As in the case of Lozada, Defensor testified that Mahusay feared for his life when he called him up and sought out his assistance because he used to work for him and his family. Defensor recalled how he went all the way to Tagaytay to fetch Mahusay and took him to the PNP camp in Silang, Cavite. Defensor recalled how fearful he was that they might be followed by the armed men who took him to the safehouse provided by Lacson.
Like Udong Mahusay, Lacson told his Senate colleagues Lozada was also his witness in the ZTE scandal whom he first met on Dec. 3. In his own testimony of his alleged “kidnapping”, Lozada struck a sour note for Lacson when he mentioned his fears that he might end up being killed or salvaged by unidentified police security escorts when they reached Dasmariñas, Cavite. “Baka, ma-Dacer ako!” Lozada told the Senators. Of course, Lozada referred to the late public relations man, Salvador “Bubby” Dacer who, along with his driver, were kidnapped and killed in that place. The principal suspects in this twin murder case were officers of Lacson when he was the PNP chief during the term of former President Joseph Estrada. The case remains among the unsolved crimes in our country. The mastermind and perpetrators of the Dacer-Corbito twin murder case remain free.

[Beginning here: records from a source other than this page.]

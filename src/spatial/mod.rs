//! Spatial data structures for cubies
//!
//! This module contains spatial-related functionality including:
//! - Mosaic faces, tiles and layout geometry
//! - The six-color palette and its cubie orientations
//! - The flat cubie transform arena
//! - Layer membership from live positions

/// Mosaic face records and pixel layout
pub mod face;
/// Layer membership resolution and pivots
pub mod layer;
/// Palette colors and their base orientations
pub mod palette;
/// Per-cubie transform storage
pub mod store;

pub use store::{CubieId, TransformStore};
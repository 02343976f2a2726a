//! Command-line interface for batch revealing PNG files as cube mosaics

use crate::algorithm::clock::Easing;
use crate::algorithm::engine::{EngineConfig, MosaicEngine};
use crate::algorithm::moves::{AnimationShape, Timing};
use crate::io::configuration::{
    DEFAULT_MOVE_DURATION_MS, DEFAULT_SEED, DEFAULT_TILE_SIZE, DEFAULT_TOTAL_DURATION_MS,
    FRAME_INTERVAL_MS, INTER_MOVE_DELAY_MS, OUTPUT_SUFFIX, PREROLL_MOVES, ROUND_TRIP_TOLERANCE,
    SCRAMBLED_SUFFIX,
};
use crate::io::error::{MosaicError, Result};
use crate::io::image::{QuantizedMosaic, export_view_as_png, load_mosaic};
use crate::io::progress::ProgressManager;
use crate::io::render::render_front_view;
use clap::Parser;
use std::path::{Path, PathBuf};

#[derive(Parser)]
#[command(name = "cubemosaic")]
#[command(
    author,
    version,
    about = "Turn images into cube mosaics revealed by a scramble-then-solve animation"
)]
/// Command-line arguments for the mosaic tool
#[allow(clippy::struct_excessive_bools)]
pub struct Cli {
    /// Input PNG file or directory to process
    #[arg(value_name = "TARGET")]
    pub target: PathBuf,

    /// Random seed for reproducible scrambles
    #[arg(short, long, default_value_t = DEFAULT_SEED)]
    pub seed: u64,

    /// Spatial function shaping how long each cube scrambles
    #[arg(long, value_enum, default_value_t = AnimationShape::Wave)]
    pub shape: AnimationShape,

    /// Easing applied to each quarter turn
    #[arg(long, value_enum, default_value_t = Easing::SmoothStep)]
    pub easing: Easing,

    /// Total reveal duration in milliseconds
    #[arg(short, long, default_value_t = DEFAULT_TOTAL_DURATION_MS)]
    pub duration: u32,

    /// Duration of one quarter turn in milliseconds
    #[arg(short, long, default_value_t = DEFAULT_MOVE_DURATION_MS)]
    pub move_duration: u32,

    /// Tile edge length in source pixels
    #[arg(short, long, default_value_t = DEFAULT_TILE_SIZE)]
    pub tile_size: u32,

    /// Also export the pre-rolled (scrambled) view
    #[arg(long)]
    pub scrambled: bool,

    /// Suppress progress output
    #[arg(short, long)]
    pub quiet: bool,

    /// Process files even if output exists
    #[arg(short, long)]
    pub no_skip: bool,
}

impl Cli {
    /// Check if existing output files should be skipped
    pub const fn skip_existing(&self) -> bool {
        !self.no_skip
    }

    /// Check if progress should be displayed
    pub const fn should_show_progress(&self) -> bool {
        !self.quiet
    }

    /// Engine configuration selected by the arguments
    pub const fn engine_config(&self) -> EngineConfig {
        EngineConfig {
            shape: self.shape,
            timing: Timing {
                total_duration_ms: self.duration,
                move_duration_ms: self.move_duration,
                inter_move_delay_ms: INTER_MOVE_DELAY_MS,
            },
            preroll_moves: PREROLL_MOVES,
            easing: self.easing,
        }
    }
}

/// Upper bound on frames needed for every cube to finish
///
/// Each move waits out the inter-move delay and its own duration, plus one
/// frame for the completing tick.
pub fn frame_budget(timing: &Timing, longest_sequence: usize) -> usize {
    let per_move = (timing.inter_move_delay_ms + timing.move_duration_ms)
        .div_ceil(FRAME_INTERVAL_MS) as usize
        + 2;
    longest_sequence * per_move + 1
}

/// Orchestrates batch processing of PNG files with progress tracking
pub struct FileProcessor {
    cli: Cli,
    progress_manager: Option<ProgressManager>,
}

impl FileProcessor {
    /// Create a new file processor with the given CLI arguments
    pub fn new(cli: Cli) -> Self {
        let progress_manager = cli.should_show_progress().then(ProgressManager::new);

        Self {
            cli,
            progress_manager,
        }
    }

    /// Process files according to CLI arguments
    ///
    /// # Errors
    ///
    /// Returns an error if target validation or file processing fails
    pub fn process(&mut self) -> Result<()> {
        let files = self.collect_files()?;

        if files.is_empty() {
            return Ok(());
        }

        if let Some(ref mut pm) = self.progress_manager {
            pm.initialize(files.len());
        }

        for (index, file) in files.iter().enumerate() {
            self.process_file(file, index)?;
        }

        if let Some(ref mut pm) = self.progress_manager {
            pm.finish();
        }

        Ok(())
    }

    fn collect_files(&self) -> Result<Vec<PathBuf>> {
        if self.cli.target.is_file() {
            if self.cli.target.extension().and_then(|s| s.to_str()) == Some("png") {
                if self.should_process_file(&self.cli.target) {
                    Ok(vec![self.cli.target.clone()])
                } else {
                    Ok(vec![])
                }
            } else {
                Err(crate::io::error::io_error(
                    "Target file must be a PNG image",
                ))
            }
        } else if self.cli.target.is_dir() {
            let mut files = Vec::new();
            for entry in std::fs::read_dir(&self.cli.target)? {
                let path = entry?.path();
                if path.extension().and_then(|s| s.to_str()) == Some("png")
                    && !Self::is_generated(&path)
                    && self.should_process_file(&path)
                {
                    files.push(path);
                }
            }
            files.sort();
            Ok(files)
        } else {
            Err(crate::io::error::io_error(
                "Target must be a PNG file or directory",
            ))
        }
    }

    // Outputs of earlier runs sit next to their inputs
    fn is_generated(path: &Path) -> bool {
        path.file_stem()
            .map(|stem| stem.to_string_lossy())
            .is_some_and(|stem| stem.ends_with(OUTPUT_SUFFIX) || stem.ends_with(SCRAMBLED_SUFFIX))
    }

    fn should_process_file(&self, input_path: &Path) -> bool {
        if !self.cli.skip_existing() {
            return true;
        }

        let output_path = Self::get_output_path(input_path);
        if output_path.exists() {
            #[allow(clippy::print_stderr)]
            if !self.cli.quiet {
                eprintln!("Skipping: {} (output exists)", input_path.display());
            }
            false
        } else {
            true
        }
    }

    fn process_file(&mut self, input_path: &Path, index: usize) -> Result<()> {
        let QuantizedMosaic { faces, layout, .. } = load_mosaic(input_path, self.cli.tile_size)?;
        let config = self.cli.engine_config();

        let mut engine = MosaicEngine::seeded(config, self.cli.seed);
        engine.initialize(&faces, layout)?;

        let (columns, rows) = (layout.columns(), layout.rows());
        if self.cli.scrambled {
            let view = render_front_view(engine.store(), columns, rows)?;
            export_view_as_png(
                &view,
                layout.tile_size,
                &Self::get_scrambled_path(input_path),
            )?;
        }

        let (_, total_moves) = engine.progress();
        if let Some(ref mut pm) = self.progress_manager {
            pm.start_file(index, input_path, total_moves);
        }

        let longest = (0..engine.cube_count())
            .filter_map(|cube| engine.params(cube).map(|params| params.moves_length()))
            .max()
            .unwrap_or(0);
        let budget = frame_budget(&config.timing, longest);

        let mut frames = 0;
        while !engine.is_finished() {
            if frames >= budget {
                return Err(MosaicError::RevealStalled { frames });
            }
            engine.advance(f64::from(FRAME_INTERVAL_MS))?;
            frames += 1;

            if let Some(ref mut pm) = self.progress_manager {
                pm.update_moves(index, engine.progress().0);
            }
        }
        log::debug!(
            "{}: revealed in {frames} frames, events {:?}",
            input_path.display(),
            engine.drain_events()
        );

        let drift = engine.max_drift();
        if drift > ROUND_TRIP_TOLERANCE {
            return Err(MosaicError::RoundTripDrift {
                drift,
                tolerance: ROUND_TRIP_TOLERANCE,
            });
        }

        let view = render_front_view(engine.store(), columns, rows)?;
        export_view_as_png(&view, layout.tile_size, &Self::get_output_path(input_path))?;

        if let Some(ref mut pm) = self.progress_manager {
            pm.complete_file(index);
        }

        Ok(())
    }

    fn with_suffix(input_path: &Path, suffix: &str) -> PathBuf {
        let stem = input_path.file_stem().unwrap_or_default();
        let name = format!("{}{suffix}.png", stem.to_string_lossy());

        if let Some(parent) = input_path.parent() {
            parent.join(name)
        } else {
            PathBuf::from(name)
        }
    }

    /// Path of the revealed mosaic written for `input_path`
    pub fn get_output_path(input_path: &Path) -> PathBuf {
        Self::with_suffix(input_path, OUTPUT_SUFFIX)
    }

    /// Path of the scrambled snapshot written for `input_path`
    pub fn get_scrambled_path(input_path: &Path) -> PathBuf {
        Self::with_suffix(input_path, SCRAMBLED_SUFFIX)
    }
}
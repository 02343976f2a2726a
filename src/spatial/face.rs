//! Mosaic face records consumed from the color quantizer

use crate::spatial::palette::PaletteColor;

/// One colored tile of a mosaic face
///
/// `x` and `y` are tile-grid coordinates across the whole mosaic, not pixels.
#[derive(Clone, Copy, Debug, PartialEq, Eq)]
pub struct Tile {
    /// Tile column
    pub x: i32,
    /// Tile row
    pub y: i32,
    /// Quantized tile color
    pub color: PaletteColor,
}

impl Tile {
    /// Create a tile at grid position (`x`, `y`)
    pub const fn new(x: i32, y: i32, color: PaletteColor) -> Self {
        Self { x, y, color }
    }
}

/// Nine tiles shown on the front of one mosaic cube, in row-major order
#[derive(Clone, Copy, Debug, PartialEq, Eq)]
pub struct Face {
    /// Row-major tiles; index 4 is the center
    pub tiles: [Tile; 9],
}

impl Face {
    /// Build the face whose top-left tile sits at grid position (`x`, `y`)
    pub fn from_colors(x: i32, y: i32, colors: [PaletteColor; 9]) -> Self {
        let mut index = 0;
        let tiles = colors.map(|color| {
            let (row, col) = (index / 3, index % 3);
            index += 1;
            Tile::new(x + col, y + row, color)
        });
        Self { tiles }
    }

    /// Face where every tile shares one color
    pub fn uniform(x: i32, y: i32, color: PaletteColor) -> Self {
        Self::from_colors(x, y, [color; 9])
    }

    /// Center tile of the face
    pub const fn center(&self) -> Tile {
        self.tiles[4]
    }
}

/// Pixel geometry of the whole mosaic
#[derive(Clone, Copy, Debug, PartialEq, Eq)]
pub struct MosaicLayout {
    /// Edge length of one tile in pixels
    pub tile_size: u32,
    /// Mosaic width in pixels
    pub width: u32,
    /// Mosaic height in pixels
    pub height: u32,
}

impl MosaicLayout {
    /// Create a layout
    pub const fn new(tile_size: u32, width: u32, height: u32) -> Self {
        Self {
            tile_size,
            width,
            height,
        }
    }

    /// Tile columns covered by the mosaic
    pub const fn columns(&self) -> usize {
        if self.tile_size == 0 {
            0
        } else {
            (self.width / self.tile_size) as usize
        }
    }

    /// Tile rows covered by the mosaic
    pub const fn rows(&self) -> usize {
        if self.tile_size == 0 {
            0
        } else {
            (self.height / self.tile_size) as usize
        }
    }

    /// Geometric center of the mosaic in pixels
    pub fn center(&self) -> (f64, f64) {
        (f64::from(self.width) / 2.0, f64::from(self.height) / 2.0)
    }

    /// Distance from the center to a corner in pixels
    pub fn max_distance_from_center(&self) -> f64 {
        let (cx, cy) = self.center();
        cx.hypot(cy)
    }

    /// Pixel-space center of the tile at grid position (`x`, `y`)
    pub fn tile_center(&self, x: i32, y: i32) -> (f64, f64) {
        let size = f64::from(self.tile_size);
        ((f64::from(x) + 0.5) * size, (f64::from(y) + 0.5) * size)
    }
}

But like trick of the hat, Lozada’s testimony at the Senate on his alleged “kidnapping” and implicating the First Gentleman into the NBN-ZTE scandal became the Opposition’s fodder to renew their call for the resignation of President Arroyo and Vice President Noli de Castro. No wonder, the planned Opposition-led protest rallies starting this Friday in Makati City are being primed in time when our country marks the anniversary of the February 1986 EDSA People Power Revolution.
It is very clear that people from both the administration and Opposition were desperate to get Lozada. Thus, the ZTE witness did not know where, or who, to turn to. He ended up, though, in the protective care of the De La Salle brothers and nuns whose previous resignation calls against the President were public knowledge. Although he kept saying he does not want to identify himself with any political persuasion on his crusade to help put an end to corruption in government, the poor guy lost on his way to redeem what was left in his soul. And that’s because some people in Church have dipped their fingers again into politics.